Requirement
Search the data for lines holding the word "EvolveError". State how many there are, and nothing else.
[[ Records shown open ]]
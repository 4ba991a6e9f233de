//! Record ingestion.
//!
//! Records are loaded as dynamic [`crate::types::Value`]s ready to be evolved. See [`json`] for
//! the supported layouts.

pub mod json;

pub use json::{records_from_json_path, records_from_json_str, records_to_ndjson};
//! JSON record ingestion.
//!
//! Supported inputs:
//! - A JSON array of values: `[{"a":1}, {"a":2}]` (one record per element)
//! - A single JSON value: `{"a":1}` (one record)
//! - Newline-delimited JSON (NDJSON): `{"a":1}\n{"a":2}\n`
//!
//! Object key order is preserved, so evolving an ingested record yields keys in file order.

use std::fs;
use std::path::Path;

use crate::error::{EvolveError, EvolveResult};
use crate::types::Value;

/// Read records from a JSON/NDJSON file.
pub fn records_from_json_path(path: impl AsRef<Path>) -> EvolveResult<Vec<Value>> {
    let text = fs::read_to_string(path)?;
    records_from_json_str(&text)
}

/// Read records from an in-memory JSON/NDJSON string.
///
/// Integers above `i64::MAX` are read as [`Value::Float64`] and lose precision.
pub fn records_from_json_str(input: &str) -> EvolveResult<Vec<Value>> {
    let trimmed = input.trim();
    if trimmed.is_empty() {
        return Err(EvolveError::InvalidArgument {
            path: "$".to_string(),
            message: "json input is empty".to_string(),
        });
    }

    // First try parsing as a single JSON value (array or otherwise).
    if let Ok(v) = serde_json::from_str::<serde_json::Value>(trimmed) {
        return Ok(match v {
            serde_json::Value::Array(items) => items.into_iter().map(Value::from).collect(),
            other => vec![Value::from(other)],
        });
    }

    // Fall back to NDJSON.
    let mut records = Vec::new();
    for (i, line) in trimmed.lines().enumerate() {
        let line = line.trim();
        if line.is_empty() {
            continue;
        }
        let v = serde_json::from_str::<serde_json::Value>(line).map_err(|e| {
            EvolveError::InvalidArgument {
                path: format!("$[line {}]", i + 1),
                message: format!("invalid ndjson: {e}"),
            }
        })?;
        records.push(Value::from(v));
    }
    Ok(records)
}

/// Render records as NDJSON, one compact JSON document per line.
pub fn records_to_ndjson(records: &[Value]) -> EvolveResult<String> {
    let mut out = String::new();
    for record in records {
        out.push_str(&serde_json::to_string(record)?);
        out.push('\n');
    }
    Ok(out)
}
[[ Records shown closed ]]
Reply
3